Go through the data line by line from the top, retyping each exactly, and end with the line that contains "GuardState::Loading | GuardState::Redirecting".

> [INFORMATION SHOWN]
*-*-*

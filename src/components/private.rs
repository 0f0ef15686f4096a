use crate::api::use_api;
use crate::guard::{Guard, GuardState, ViewLifetime, run_bound};
use crate::session::use_session;
use crate::web::router::use_router;
use leptos::prelude::*;
use leptos::task::spawn_local;

#[component]
pub fn PrivatePage() -> impl IntoView {
    let api = use_api();
    let session = use_session();
    let router = use_router();

    let state = RwSignal::new(GuardState::Loading);

    // 挂载即校验，每次进入页面都重新走一遍
    match Guard::check(&session) {
        Err(redirect) => state.set(redirect),
        Ok(token) => {
            let store = session.clone();
            let (lifetime, task) = ViewLifetime::bind(async move {
                Guard::revalidate(&store, &api, &token).await
            });
            on_cleanup(move || lifetime.end());

            spawn_local(async move {
                if let Some(next) = run_bound(task).await {
                    state.set(next);
                }
            });
        }
    }

    // 需要跳转时替换当前 History 记录
    Effect::new(move |_| {
        if let Some(route) = state.with(GuardState::redirect_target) {
            router.redirect(route);
        }
    });

    let on_logout = move |_| {
        state.set(Guard::logout(&session));
    };

    move || match state.get() {
        GuardState::Loading | GuardState::Redirecting => view! {
            <p class="text-center mt-4">"Loading…"</p>
        }
        .into_any(),
        GuardState::Error(msg) => view! {
            <div role="alert" class="alert alert-error m-3">
                <span>{msg}</span>
            </div>
        }
        .into_any(),
        GuardState::Ready(user) => view! {
            <div class="container mx-auto py-4">
                <div class="flex justify-between items-center mb-3">
                    <h3 class="text-2xl font-bold">"Private Dashboard"</h3>
                    <button class="btn btn-outline btn-error btn-sm" on:click=on_logout.clone()>
                        "Logout"
                    </button>
                </div>

                <div class="card bg-base-100 shadow-sm">
                    <div class="card-body">
                        <p><strong>"ID: "</strong>{user.id}</p>
                        <p><strong>"Username: "</strong>{user.username}</p>
                        <p><strong>"Email: "</strong>{user.email}</p>
                    </div>
                </div>
            </div>
        }
        .into_any(),
    }
}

*-*-*

> [OUTPUT]
filename src/components/private.rs
repository 0f0ef15686f4096a
use crate::api::use_api;
use crate::guard::{Guard, GuardState, ViewLifetime, run_bound};
use crate::session::use_session;
use crate::web::router::use_router;
use leptos::prelude::*;
use leptos::task::spawn_local;

#[component]
pub fn PrivatePage() -> impl IntoView {
    let api = use_api();
    let session = use_session();
    let router = use_router();

    let state = RwSignal::new(GuardState::Loading);

    // 挂载即校验，每次进入页面都重新走一遍
    match Guard::check(&session) {
        Err(redirect) => state.set(redirect),
        Ok(token) => {
            let store = session.clone();
            let (lifetime, task) = ViewLifetime::bind(async move {
                Guard::revalidate(&store, &api, &token).await
            });
            on_cleanup(move || lifetime.end());

            spawn_local(async move {
                if let Some(next) = run_bound(task).await {
                    state.set(next);
                }
            });
        }
    }

    // 需要跳转时替换当前 History 记录
    Effect::new(move |_| {
        if let Some(route) = state.with(GuardState::redirect_target) {
            router.redirect(route);
        }
    });

    let on_logout = move |_| {
        state.set(Guard::logout(&session));
    };

    move || match state.get() {
        GuardState::Loading | GuardState::Redirecting => view! {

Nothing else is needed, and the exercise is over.